How to complete this task:
Please give back word for word the lines below, from the first one through the one with "cancels its delivery.".

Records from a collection
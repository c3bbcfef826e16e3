use std::time::Duration;

use futures::FutureExt;
use futures::future::BoxFuture;
use serde_json::{Value, json};
use tracing::warn;

use mockrest_base::{ErrorKind, HttpResponse, HttpStatusCode, MockApiError, MockApiResult};

use crate::config::BackendConfig;

/// Status text used for codes missing from the reason phrase table.
pub const UNKNOWN_STATUS: &str = "Unknown Status";
/// Status text of the fallback response when a status cannot be described at all.
pub const INVALID_SERVER_OPERATION: &str = "Invalid Server Operation";

/// A JSON response whose body is `{"data": data}`.
pub fn data_response(status: HttpStatusCode, data: Value) -> HttpResponse {
    HttpResponse::json(json!({ "data": data })).with_status(status)
}

/// A JSON response whose body is `{"error": message}`.
pub fn error_response(status: HttpStatusCode, message: impl Into<String>) -> HttpResponse {
    HttpResponse::json(json!({ "error": message.into() })).with_status(status)
}

/// Human-readable text for a status code.
pub fn status_text(status: HttpStatusCode) -> MockApiResult<&'static str> {
    if !(100..=999).contains(&status.as_u16()) {
        return Err(Box::new(MockApiError::new(ErrorKind::BadConfiguration {
            message: format!("'{}' is not an HTTP status code", status),
        })));
    }
    Ok(status.reason_phrase().unwrap_or(UNKNOWN_STATUS))
}

/// Attach the status text and merge the configured default response options.
pub fn finalize(response: HttpResponse, config: &BackendConfig) -> HttpResponse {
    let mut response = match status_text(response.status()) {
        Ok(text) => response.with_status_text(text),
        Err(e) => {
            warn!("replacing undeliverable response: {}", e);
            HttpResponse::internal_error().with_status_text(INVALID_SERVER_OPERATION)
        }
    };
    for (name, value) in &config.default_response_options.headers {
        if !response.headers().contains(name) {
            response.headers_mut().insert(name.clone(), value.clone());
        }
    }
    response
}

/// Deliver a computed response after the simulated latency.
///
/// The response already exists; dropping the future only cancels its delivery.
pub fn deliver(response: HttpResponse, delay_ms: u64) -> BoxFuture<'static, HttpResponse> {
    async move {
        if delay_ms > 0 {
            tokio::time::sleep(Duration::from_millis(delay_ms)).await;
        }
        response
    }
    .boxed()
}

#[cfg(test)]
mod tests {
    use super::*;
    use mockrest_base::HttpBody;

    #[test]
    fn test_status_text() {
        assert_eq!(status_text(HttpStatusCode::NOT_FOUND).unwrap(), "Not Found");
        assert_eq!(status_text(HttpStatusCode::from(299)).unwrap(), UNKNOWN_STATUS);
        assert!(status_text(HttpStatusCode::from(42)).is_err());
    }

    #[test]
    fn test_finalize_sets_status_text() {
        let response = finalize(HttpResponse::no_content(), &BackendConfig::default());
        assert_eq!(response.status(), HttpStatusCode::NO_CONTENT);
        assert_eq!(response.status_text(), "No Content");
    }

    #[test]
    fn test_finalize_replaces_impossible_status() {
        let response = finalize(
            data_response(HttpStatusCode::from(7), json!([])),
            &BackendConfig::default(),
        );
        assert_eq!(response.status(), HttpStatusCode::INTERNAL_SERVER_ERROR);
        assert_eq!(response.status_text(), INVALID_SERVER_OPERATION);
        assert_eq!(response.body(), &HttpBody::Empty);
    }

    #[test]
    fn test_finalize_merges_default_headers() {
        let mut config = BackendConfig::default();
        let headers = &mut config.default_response_options.headers;
        headers.insert("X-Powered-By".to_string(), "mockrest".to_string());
        headers.insert("Content-Type".to_string(), "text/plain".to_string());

        let response = finalize(error_response(HttpStatusCode::NOT_FOUND, "gone"), &config);
        assert_eq!(response.headers().get("x-powered-by").map(String::as_str), Some("mockrest"));
        assert_eq!(
            response.headers().get("content-type").map(String::as_str),
            Some("application/json")
        );
        assert_eq!(response.body(), &HttpBody::Json(json!({"error": "gone"})));
    }

    #[tokio::test(start_paused = true)]
    async fn test_deliver_waits_for_delay() {
        let started = tokio::time::Instant::now();
        let response = deliver(HttpResponse::ok(), 250).await;
        assert_eq!(response.status(), HttpStatusCode::OK);
        assert!(started.elapsed() >= Duration::from_millis(250));
    }
}
use std::error::Error as StdError;
use std::fmt;

use tracing_error::{SpanTrace, SpanTraceStatus};

/* 📖 # Why a custom error type and not use anyhow/eyre/thiserror etc?

- Better control over how errors turn into `{ "error": ... }` response bodies
- No dependencies to compile and integrate
- More transparency into error handling logic
 */

/// Error variants that can occur while simulating the backend.
/// Each variant represents a specific error category with its associated context.
#[derive(Debug)]
pub enum ErrorKind {
    /// A request URL could not be resolved into addressing information
    UrlParse { url: String, message: String },

    /// A request body was not the JSON shape the handler expects
    MalformedBody { message: String },

    /// A filter pattern did not compile into a regular expression
    InvalidFilter { pattern: String, message: String },

    /// The engine was asked to do something its configuration cannot support
    BadConfiguration { message: String },

    /// The seed provider could not build a collection store
    Seed { message: String },

    /// Catch-all for other errors with a message
    Message { message: String },
}

impl fmt::Display for ErrorKind {
    fn fmt(&self, f: &mut fmt::Formatter<'_>) -> fmt::Result {
        match self {
            ErrorKind::UrlParse { url, message } => {
                write!(f, "unable to parse url '{}'; original error: {}", url, message)
            }
            ErrorKind::MalformedBody { message } => write!(f, "Malformed request body: {}", message),
            ErrorKind::InvalidFilter { pattern, message } => {
                write!(f, "Invalid filter pattern '{}': {}", pattern, message)
            }
            ErrorKind::BadConfiguration { message } => write!(f, "Bad configuration: {}", message),
            ErrorKind::Seed { message } => write!(f, "Unable to create database: {}", message),
            ErrorKind::Message { message } => write!(f, "{}", message),
        }
    }
}

/* 📖 # Why separate ErrorKind and MockApiError?
ErrorKind carries the structural variant; MockApiError adds the runtime context strings,
an optional cause and the span trace captured where the error was created. Callers match on
`kind()` and the dispatcher only needs `Display`.
*/

/// Error type wrapping ErrorKind with context, an optional cause and a span trace.
pub struct MockApiError {
    kind: ErrorKind,
    context: Vec<String>,
    cause: Option<Box<MockApiError>>,
    span_trace: SpanTrace,
}

impl MockApiError {
    /// Creates a new error from an ErrorKind, capturing the current span trace.
    pub fn new(kind: ErrorKind) -> Self {
        Self {
            kind,
            context: vec![],
            cause: None,
            span_trace: SpanTrace::capture(),
        }
    }

    /// Creates a `Message` error.
    pub fn message(message: impl Into<String>) -> Self {
        Self::new(ErrorKind::Message {
            message: message.into(),
        })
    }

    /// Attaches context to an error.
    /// Context is displayed before the error message.
    pub fn context(mut self, context: impl Into<String>) -> Self {
        self.context.push(context.into());
        self
    }

    /// Attaches context using lazy evaluation.
    pub fn with_context<F>(mut self, f: F) -> Self
    where
        F: FnOnce() -> String,
    {
        self.context.push(f());
        self
    }

    /// Records the error that led to this one.
    pub fn caused_by(mut self, cause: MockApiError) -> Self {
        self.cause = Some(Box::new(cause));
        self
    }

    /// Returns a reference to the underlying ErrorKind.
    pub fn kind(&self) -> &ErrorKind {
        &self.kind
    }

    /// Returns the attached context strings, oldest first.
    pub fn get_context(&self) -> &[String] {
        &self.context
    }

    /// Returns the span trace captured when the error was created.
    pub fn span_trace(&self) -> &SpanTrace {
        &self.span_trace
    }

    fn fmt_tree(&self, f: &mut fmt::Formatter<'_>, indent: &str) -> fmt::Result {
        writeln!(f, "{}", self.kind)?;
        let cause_count = usize::from(self.cause.is_some());
        let total = self.context.len() + cause_count;
        for (i, ctx) in self.context.iter().enumerate() {
            let branch = if i + 1 == total { "└─" } else { "├─" };
            writeln!(f, "{}{} {}", indent, branch, ctx)?;
        }
        if let Some(cause) = &self.cause {
            write!(f, "{}└─ cause: ", indent)?;
            cause.fmt_tree(f, &format!("{}   ", indent))?;
        }
        Ok(())
    }
}

impl From<ErrorKind> for MockApiError {
    fn from(kind: ErrorKind) -> Self {
        Self::new(kind)
    }
}

impl StdError for MockApiError {
    fn source(&self) -> Option<&(dyn StdError + 'static)> {
        self.cause
            .as_deref()
            .map(|cause| cause as &(dyn StdError + 'static))
    }
}

impl fmt::Display for MockApiError {
    fn fmt(&self, f: &mut fmt::Formatter<'_>) -> fmt::Result {
        for ctx in &self.context {
            write!(f, "{}: ", ctx)?;
        }
        write!(f, "{}", self.kind)
    }
}

impl fmt::Debug for MockApiError {
    fn fmt(&self, f: &mut fmt::Formatter<'_>) -> fmt::Result {
        self.fmt_tree(f, "")?;
        if self.span_trace.status() == SpanTraceStatus::CAPTURED {
            writeln!(f, "Trace: {}", self.span_trace)?;
        }
        Ok(())
    }
}

/* 📖 # Why use Box<MockApiError> in the result type?

Boxing the error keeps `Result` small on the success path, which is every CRUD call.
*/

/// Standard result type for mockrest operations.
pub type MockApiResult<T> = std::result::Result<T, Box<MockApiError>>;

/// Extension trait for attaching context to Results.
pub trait ResultExt<T> {
    /// Attaches context to an error, consuming and re-wrapping it.
    fn context(self, context: impl Into<String>) -> MockApiResult<T>;

    /// Attaches context using lazy evaluation.
    /// Context is only evaluated if the result is an error.
    fn with_context<F>(self, f: F) -> MockApiResult<T>
    where
        F: FnOnce() -> String;
}

impl<T> ResultExt<T> for MockApiResult<T> {
    fn context(self, context: impl Into<String>) -> MockApiResult<T> {
        self.map_err(|err| Box::new(err.context(context)))
    }

    fn with_context<F>(self, f: F) -> MockApiResult<T>
    where
        F: FnOnce() -> String,
    {
        self.map_err(|err| Box::new(err.with_context(f)))
    }
}

/// Build a boxed `Message` error from a format string.
#[macro_export]
macro_rules! err {
    ($($arg:tt)*) => {
        Box::new($crate::error::MockApiError::message(format!($($arg)*)))
    };
}

#[cfg(test)]
mod tests {
    use super::*;

    #[test]
    fn test_error_from_message() {
        let error = MockApiError::message("something went wrong");

        match error.kind() {
            ErrorKind::Message { message } => {
                assert_eq!(message, "something went wrong");
            }
            _ => panic!("Expected Message variant"),
        }
    }

    #[test]
    fn test_error_display_with_multiple_contexts() {
        let error = MockApiError::message("root error")
            .context("first")
            .context("second");
        assert_eq!(error.to_string(), "first: second: root error");
        assert_eq!(error.get_context(), ["first", "second"]);
    }

    #[test]
    fn test_url_parse_display() {
        let error = MockApiError::new(ErrorKind::UrlParse {
            url: "http://[".to_string(),
            message: "invalid IPv6 address".to_string(),
        });
        assert_eq!(
            error.to_string(),
            "unable to parse url 'http://['; original error: invalid IPv6 address"
        );
    }

    #[test]
    fn test_invalid_filter_display() {
        let error = MockApiError::new(ErrorKind::InvalidFilter {
            pattern: "(".to_string(),
            message: "unclosed group".to_string(),
        });
        assert_eq!(
            error.to_string(),
            "Invalid filter pattern '(': unclosed group"
        );
    }

    #[test]
    fn test_source_is_cause() {
        let error = MockApiError::message("outer").caused_by(MockApiError::message("inner"));
        assert_eq!(error.source().map(|e| e.to_string()), Some("inner".into()));
        assert!(MockApiError::message("alone").source().is_none());
    }

    #[test]
    fn test_result_ext_chaining() {
        let result: MockApiResult<i32> = Err(crate::err!("root"));
        let err = result
            .context("step 1")
            .with_context(|| "step 2".to_string())
            .unwrap_err();
        assert_eq!(err.to_string(), "step 1: step 2: root");
    }

    #[test]
    fn test_result_ext_success_untouched() {
        let result: MockApiResult<i32> = Ok(42);
        assert_eq!(result.context("never shown").unwrap(), 42);
    }

    #[test]
    fn test_err_macro_formats() {
        let error = crate::err!("Unknown command \"{}\"", "nuke");
        assert_eq!(error.to_string(), "Unknown command \"nuke\"");
    }
}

Response to the task:
repository c3bbcfef826e16e3
use std::time::Duration;

use futures::FutureExt;
use futures::future::BoxFuture;
use serde_json::{Value, json};
use tracing::warn;

use mockrest_base::{ErrorKind, HttpResponse, HttpStatusCode, MockApiError, MockApiResult};

use crate::config::BackendConfig;

/// Status text used for codes missing from the reason phrase table.
pub const UNKNOWN_STATUS: &str = "Unknown Status";
/// Status text of the fallback response when a status cannot be described at all.
pub const INVALID_SERVER_OPERATION: &str = "Invalid Server Operation";

/// A JSON response whose body is `{"data": data}`.
pub fn data_response(status: HttpStatusCode, data: Value) -> HttpResponse {
    HttpResponse::json(json!({ "data": data })).with_status(status)
}

/// A JSON response whose body is `{"error": message}`.
pub fn error_response(status: HttpStatusCode, message: impl Into<String>) -> HttpResponse {
    HttpResponse::json(json!({ "error": message.into() })).with_status(status)
}

/// Human-readable text for a status code.
pub fn status_text(status: HttpStatusCode) -> MockApiResult<&'static str> {
    if !(100..=999).contains(&status.as_u16()) {
        return Err(Box::new(MockApiError::new(ErrorKind::BadConfiguration {
            message: format!("'{}' is not an HTTP status code", status),
        })));
    }
    Ok(status.reason_phrase().unwrap_or(UNKNOWN_STATUS))
}

/// Attach the status text and merge the configured default response options.
pub fn finalize(response: HttpResponse, config: &BackendConfig) -> HttpResponse {
    let mut response = match status_text(response.status()) {
        Ok(text) => response.with_status_text(text),
        Err(e) => {
            warn!("replacing undeliverable response: {}", e);
            HttpResponse::internal_error().with_status_text(INVALID_SERVER_OPERATION)
        }
    };
    for (name, value) in &config.default_response_options.headers {
        if !response.headers().contains(name) {
            response.headers_mut().insert(name.clone(), value.clone());
        }
    }
    response
}

/// Deliver a computed response after the simulated latency.
///
/// The response already exists; dropping the future only cancels its delivery.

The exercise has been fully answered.